Conversely, if what they said is true, violation of FERPA can lead to ineligibility for Federal funding, so Harvard better watch out. (by the way, I double-checked, and applicants to universities are covered under FERPA at least until an admissions decision is made, so it would be nigh impossible to rationalize hundreds and hundreds of Harvard alumni interviewers having access to applications).

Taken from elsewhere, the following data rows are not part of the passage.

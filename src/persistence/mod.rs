// src/persistence/mod.rs
pub mod json_file;

use thiserror::Error;

use crate::domain::Auction;

pub use self::json_file::JsonFileStore;

#[derive(Debug, Error)]
pub enum PersistenceError {
    #[error("failed to access auction file: {0}")]
    Io(#[from] std::io::Error),

    #[error("failed to decode auction: {0}")]
    Format(#[from] serde_json::Error),
}

/// Load/save contract for the current auction. Callers never assume
/// success; command-driven save failures are reported to the requester
/// before any reschedule is signalled.
pub trait AuctionStore: Send + Sync {
    fn load(&self) -> Result<Option<Auction>, PersistenceError>;
    fn save(&self, auction: &Auction) -> Result<(), PersistenceError>;
}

Finally, the author says this:
“Let’s be honest: Harvard and its affiliates will inflict some kind of damage (academic, emotional, occasionally physical) on everyone who lingers there. It is a place where everyone is out to get everyone else. In a place where no one can be the best at everything, everyone takes any chance they can get to measure up to their peers. It is a mob of ruthless young overachievers with a taste for blood.”
Yet for some reason the person wanted to be an alumni interviewer for a place that “damaged” him or her?
""Alice laughed. ‘There’s no use trying,’ she said ‘one can’t believe impossible things.’
‘I daresay you haven’t had much practice,’ said the Queen. ‘When I was your age, I always did it for half-an-hour a day. Why, sometimes I’ve believed as many as six impossible things before breakfast. There goes the shawl again!’
In my opinion there are no definitive conclusions to be drawn from this piece. Nothing from our experience that speaks to the Harvard admissions process. I absolutely believe that an applicant had better be genuine and authentic and non contrived if they wish to have a chance of admission. How else can they distinguish themselves from so many applicants with the top possible academic credentials.
That article? An anonymous writer, venting about Harvard (“out for blood”…“jerks”) and complaining that applicants are almost all at least upper middle-class?